In January 1940, Tatsuta Maru was scheduled to carry 512 seamen from the German transport SS Columbus, who had been interned in the United States after they scuttled their ship rather than to have it fall into the hands of the British. However, due to political pressure applied on the American government, they were not allowed to board. In June of the same year, she arrived in San Francisco with 40 Jewish refugees from Russia, Austria, Germany, and Norway who had managed to reach Japan overland via Siberia.
In San Francisco on 20 March 1941, Tatsuta Maru disembarked Colonel Hideo Iwakuro dispatched by Prime Minister Hideki Tojo to assist Ambassador Admiral Kichisaburo Nomura in his negotiations with the United States. On 26 July, President Franklin D. Roosevelt signed an executive order to seize Japanese assets in the United States in retaliation for the Japanese invasion of French Indochina. Tatsuta Maru was in San Francisco at the time, and American authorities confiscated a shipment of over nine million dollars in bonds by the Yokohama Specie Bank. On 30 July, the American government granted Tatsuta Maru a license to purchase enough fuel oil for the voyage back to Japan. This was last official oil export from the United States to Japan before the start of World War II.[10] On the return voyage to Japan, the ship was struck with a case of food poisoning in which 125 passengers were affected, of which eight died. One of the stricken passengers was Susumu Nikaido, the post-war vice-president of the LDP. The incident was the subject of an essay by Yuriko Miyamoto.
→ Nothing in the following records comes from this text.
//! Mutable game state with strictly paired apply/undo.
//!
//! A [`Position`] keeps the root board of the game plus every board reached
//! since, so undoing a move restores the exact prior state. The `chess`
//! crate supplies the board representation and legal move generation.

use std::collections::hash_map::DefaultHasher;
use std::fmt;
use std::hash::{Hash, Hasher};
use std::str::FromStr;

use chess::{
    BitBoard, Board, BoardStatus, ChessMove, Color, EMPTY, MoveGen, Piece, Square,
    get_bishop_moves, get_king_moves, get_knight_moves, get_pawn_attacks, get_rook_moves,
};

use crate::error::PositionError;
use crate::fen::mirror_fen;

/// Light squares (b1, d1, ..., a2, c2, ...).
const LIGHT_SQUARES: u64 = 0x55AA_55AA_55AA_55AA;

/// Halfmove clock and fullmove number, which `chess::Board` does not keep.
#[derive(Debug, Clone, Copy, PartialEq, Eq)]
struct Clock {
    halfmove: u32,
    fullmove: u32,
}

impl Clock {
    const START: Clock = Clock {
        halfmove: 0,
        fullmove: 1,
    };

    /// The clock after `mover` plays; `irreversible` resets the halfmove count.
    fn after(self, mover: Color, irreversible: bool) -> Clock {
        Clock {
            halfmove: if irreversible { 0 } else { self.halfmove + 1 },
            fullmove: match mover {
                Color::White => self.fullmove,
                Color::Black => self.fullmove + 1,
            },
        }
    }
}

/// A game in progress: the root board and the stack of moves applied to it.
///
/// `moves[i]` leads from `boards[i]` to `boards[i + 1]`; `None` marks a null
/// move. The current board is always the last entry of `boards`, and
/// `clocks` runs parallel to `boards`.
#[derive(Clone, PartialEq, Eq)]
pub struct Position {
    boards: Vec<Board>,
    moves: Vec<Option<ChessMove>>,
    clocks: Vec<Clock>,
}

impl Position {
    /// The standard starting position.
    pub fn new() -> Position {
        Position::from_board(Board::default())
    }

    /// Start a game from an arbitrary board.
    pub fn from_board(board: Board) -> Position {
        Position {
            boards: vec![board],
            moves: Vec::new(),
            clocks: vec![Clock::START],
        }
    }

    /// Parse a FEN string into a fresh position with no move history.
    ///
    /// Missing move counters default to `0 1`.
    pub fn from_fen(fen: &str) -> Result<Position, PositionError> {
        let invalid = || {
            tracing::debug!(fen, "rejected FEN");
            PositionError::InvalidFen { fen: fen.to_string() }
        };

        let board = Board::from_str(fen).map_err(|_| invalid())?;
        let mut counters = fen.split_whitespace().skip(4);
        let mut counter = |default: u32| match counters.next() {
            Some(text) => text.parse::<u32>().map_err(|_| invalid()),
            None => Ok(default),
        };
        let clock = Clock {
            halfmove: counter(Clock::START.halfmove)?,
            fullmove: counter(Clock::START.fullmove)?,
        };

        let mut pos = Position::from_board(board);
        pos.clocks[0] = clock;
        Ok(pos)
    }

    /// The current board.
    #[inline]
    pub fn board(&self) -> &Board {
        // `boards` is never empty: it is created with the root and `undo`
        // refuses to pop it.
        &self.boards[self.boards.len() - 1]
    }

    /// The board the game started from.
    pub fn root(&self) -> &Board {
        &self.boards[0]
    }

    /// Number of moves (including null moves) applied since the root.
    pub fn ply(&self) -> usize {
        self.moves.len()
    }

    /// Moves applied since the root, oldest first. `None` is a null move.
    pub fn move_stack(&self) -> &[Option<ChessMove>] {
        &self.moves
    }

    /// Current position in FEN, with the en passant target square and the
    /// move counters of the game so far.
    pub fn fen(&self) -> String {
        let board = self.board();
        // Placement, side to move and castling come from the board's own
        // rendering. Its en passant field names the pawn, not the target.
        let rendered = board.to_string();
        let head = rendered.split_whitespace().take(3).collect::<Vec<_>>().join(" ");

        let en_passant = board
            .en_passant()
            .and_then(|pawn| match board.side_to_move() {
                Color::White => pawn.up(),
                Color::Black => pawn.down(),
            })
            .map_or_else(|| "-".to_string(), |target| target.to_string());

        let clock = self.clock();
        format!("{head} {en_passant} {} {}", clock.halfmove, clock.fullmove)
    }

    fn clock(&self) -> Clock {
        self.clocks[self.clocks.len() - 1]
    }

    // ── Mutation ────────────────────────────────────────────────────────────

    /// Apply a move that is known to be legal (e.g. taken from
    /// [`legal_moves`](Self::legal_moves)).
    pub fn apply(&mut self, mv: ChessMove) {
        debug_assert!(self.board().legal(mv), "apply called with illegal move {mv}");
        let board = self.board();
        let irreversible =
            board.piece_on(mv.get_source()) == Some(Piece::Pawn) || self.is_capture(mv);
        let clock = self.clock().after(board.side_to_move(), irreversible);
        let next = board.make_move_new(mv);
        self.boards.push(next);
        self.moves.push(Some(mv));
        self.clocks.push(clock);
    }

    /// Apply a move after checking that it is legal.
    pub fn try_apply(&mut self, mv: ChessMove) -> Result<(), PositionError> {
        if !self.board().legal(mv) {
            return Err(PositionError::IllegalMove {
                uci: mv.to_string(),
                fen: self.fen(),
            });
        }
        self.apply(mv);
        Ok(())
    }

    /// Pass the turn to the opponent.
    ///
    /// Returns `false` and leaves the position untouched when the side to
    /// move is in check, since passing would leave the king en prise.
    pub fn apply_null(&mut self) -> bool {
        match self.board().null_move() {
            Some(next) => {
                let clock = self.clock().after(self.side_to_move(), false);
                self.boards.push(next);
                self.moves.push(None);
                self.clocks.push(clock);
                true
            }
            None => false,
        }
    }

    /// Take back the most recent move (or null move).
    ///
    /// Returns `false` when already at the root.
    pub fn undo(&mut self) -> bool {
        if self.moves.is_empty() {
            return false;
        }
        self.moves.pop();
        self.boards.pop();
        self.clocks.pop();
        true
    }

    // ── Move queries ────────────────────────────────────────────────────────

    /// All legal moves in the current position.
    pub fn legal_moves(&self) -> Vec<ChessMove> {
        MoveGen::new_legal(self.board()).collect()
    }

    /// Number of legal moves in the current position.
    pub fn legal_move_count(&self) -> usize {
        MoveGen::new_legal(self.board()).len()
    }

    /// Legal captures, en passant included.
    pub fn captures(&self) -> Vec<ChessMove> {
        MoveGen::new_legal(self.board())
            .filter(|&mv| self.is_capture(mv))
            .collect()
    }

    /// Whether `mv` captures a piece (including en passant).
    pub fn is_capture(&self, mv: ChessMove) -> bool {
        self.captured_piece(mv).is_some()
    }

    /// The kind of piece `mv` would capture, if any.
    pub fn captured_piece(&self, mv: ChessMove) -> Option<Piece> {
        let board = self.board();
        if let Some(victim) = board.piece_on(mv.get_dest()) {
            return Some(victim);
        }
        // A pawn changing file onto an empty square is an en passant capture.
        let source = mv.get_source();
        let is_pawn = board.piece_on(source) == Some(Piece::Pawn);
        (is_pawn && source.get_file() != mv.get_dest().get_file()).then_some(Piece::Pawn)
    }

    /// Whether `mv` neither captures nor promotes.
    pub fn is_quiet(&self, mv: ChessMove) -> bool {
        mv.get_promotion().is_none() && !self.is_capture(mv)
    }

    // ── Status ──────────────────────────────────────────────────────────────

    /// The side to move.
    #[inline]
    pub fn side_to_move(&self) -> Color {
        self.board().side_to_move()
    }

    /// Whether the side to move is in check.
    pub fn is_in_check(&self) -> bool {
        *self.board().checkers() != EMPTY
    }

    /// Whether the side to move has been checkmated.
    pub fn is_checkmate(&self) -> bool {
        self.board().status() == BoardStatus::Checkmate
    }

    /// Whether the side to move has no legal move and is not in check.
    pub fn is_stalemate(&self) -> bool {
        self.board().status() == BoardStatus::Stalemate
    }

    /// Whether neither side can possibly deliver mate.
    ///
    /// True for bare kings, a single minor piece, or any number of bishops
    /// all standing on squares of one color.
    pub fn is_draw_by_insufficient_material(&self) -> bool {
        let board = self.board();
        let heavy_or_pawns = *board.pieces(Piece::Pawn)
            | *board.pieces(Piece::Rook)
            | *board.pieces(Piece::Queen);
        if heavy_or_pawns != EMPTY {
            return false;
        }

        let knights = *board.pieces(Piece::Knight);
        let bishops = *board.pieces(Piece::Bishop);
        let minors = knights.popcnt() + bishops.popcnt();
        if minors <= 1 {
            return true;
        }
        if knights != EMPTY {
            return false;
        }

        let light = BitBoard::new(LIGHT_SQUARES);
        (bishops & light) == EMPTY || (bishops & !light) == EMPTY
    }

    /// Whether the game has ended by mate, stalemate, or dead material.
    pub fn is_game_over(&self) -> bool {
        self.board().status() != BoardStatus::Ongoing || self.is_draw_by_insufficient_material()
    }

    // ── Placement ───────────────────────────────────────────────────────────

    /// The piece and its color on `sq`, if any.
    pub fn piece_at(&self, sq: Square) -> Option<(Piece, Color)> {
        let board = self.board();
        board.piece_on(sq).zip(board.color_on(sq))
    }

    /// Bitboard of `color`'s pieces of the given kind.
    #[inline]
    pub fn pieces(&self, kind: Piece, color: Color) -> BitBoard {
        *self.board().pieces(kind) & *self.board().color_combined(color)
    }

    /// The square of `color`'s king.
    #[inline]
    pub fn king_square(&self, color: Color) -> Square {
        self.board().king_square(color)
    }

    /// Whether `color` retains any castling right.
    pub fn has_castling_rights(&self, color: Color) -> bool {
        self.board().castle_rights(color) != chess::CastleRights::NoRights
    }

    /// Whether `color` has a knight, bishop, rook or queen.
    pub fn has_non_pawn_material(&self, color: Color) -> bool {
        let board = self.board();
        let kings_and_pawns = *board.pieces(Piece::King) | *board.pieces(Piece::Pawn);
        (*board.color_combined(color) & !kings_and_pawns) != EMPTY
    }

    /// Pieces of `color` that attack `sq` in the current position.
    pub fn attackers(&self, color: Color, sq: Square) -> BitBoard {
        let board = self.board();
        let occupied = *board.combined();
        let own = *board.color_combined(color);

        let rook_like = *board.pieces(Piece::Rook) | *board.pieces(Piece::Queen);
        let bishop_like = *board.pieces(Piece::Bishop) | *board.pieces(Piece::Queen);

        // A pawn of the opposite color on `sq` would attack exactly the
        // squares from which `color`'s pawns attack `sq`.
        let pawns = get_pawn_attacks(sq, !color, *board.pieces(Piece::Pawn) & own);
        let knights = get_knight_moves(sq) & *board.pieces(Piece::Knight);
        let kings = get_king_moves(sq) & *board.pieces(Piece::King);
        let sliders = (get_rook_moves(sq, occupied) & rook_like)
            | (get_bishop_moves(sq, occupied) & bishop_like);

        pawns | ((knights | kings | sliders) & own)
    }

    // ── Keys ────────────────────────────────────────────────────────────────

    /// Full-state key (placement, side to move, castling, en passant).
    #[inline]
    pub fn canonical_key(&self) -> u64 {
        self.board().get_hash()
    }

    /// Key of the piece placement alone, used for repetition detection.
    pub fn placement_key(&self) -> u64 {
        placement_key(self.board())
    }

    /// Placement keys of every position preceding the current one, oldest
    /// first, rebuilt by replaying the move stack from the root.
    pub fn history_keys(&self) -> Vec<u64> {
        let mut keys = Vec::with_capacity(self.moves.len());
        let mut board = *self.root();
        for mv in &self.moves {
            keys.push(placement_key(&board));
            board = match mv {
                Some(mv) => board.make_move_new(*mv),
                None => match board.null_move() {
                    Some(next) => next,
                    None => break,
                },
            };
        }
        keys
    }

    /// The current position with colors swapped and the board flipped.
    ///
    /// The result has no move history.
    pub fn mirrored(&self) -> Result<Position, PositionError> {
        Position::from_fen(&mirror_fen(&self.fen())?)
    }
}

/// Hash the piece placement of `board` (piece kinds and colors only).
pub fn placement_key(board: &Board) -> u64 {
    let mut hasher = DefaultHasher::new();
    for piece in chess::ALL_PIECES {
        board.pieces(piece).0.hash(&mut hasher);
    }
    board.color_combined(Color::White).0.hash(&mut hasher);
    board.color_combined(Color::Black).0.hash(&mut hasher);
    hasher.finish()
}

impl Default for Position {
    fn default() -> Self {
        Self::new()
    }
}

impl FromStr for Position {
    type Err = PositionError;

    fn from_str(fen: &str) -> Result<Position, PositionError> {
        Position::from_fen(fen)
    }
}

impl fmt::Debug for Position {
    fn fmt(&self, f: &mut fmt::Formatter<'_>) -> fmt::Result {
        f.debug_struct("Position")
            .field("fen", &self.fen())
            .field("ply", &self.ply())
            .finish()
    }
}

impl fmt::Display for Position {
    fn fmt(&self, f: &mut fmt::Formatter<'_>) -> fmt::Result {
        f.write_str(&self.fen())
    }
}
On 30 August, Tatsuta Maru transported 349 Polish Jewish refugees who had arrived in Japan via Siberia from Kobe to Shanghai, where they were received by the Shanghai Ghetto. On 15 October, under contract to the Japanese government, she was temporarily designated a diplomatic exchange vessel, and was used in the repatriation of 608 Allied nationals to the United States. Travelling under total radio silence, she arrived at San Francisco on 30 October, and after embarking 860 Japanese nationals, returned to Yokohama via Honolulu on 14 November. This was the last civilian passenger voyage between Japan and the United States before World War II.[10] She departed Yokohama on 2 December, ostensibly on a second repatriation voyage to bring Japanese back from Mexico; however, the voyage was a hoax, and on 6 December, the captain opened sealed orders which instructed him to reverse course.[12] Shortly after returning to Yokohama, she is requisitioned by the Imperial Japanese Navy.[10]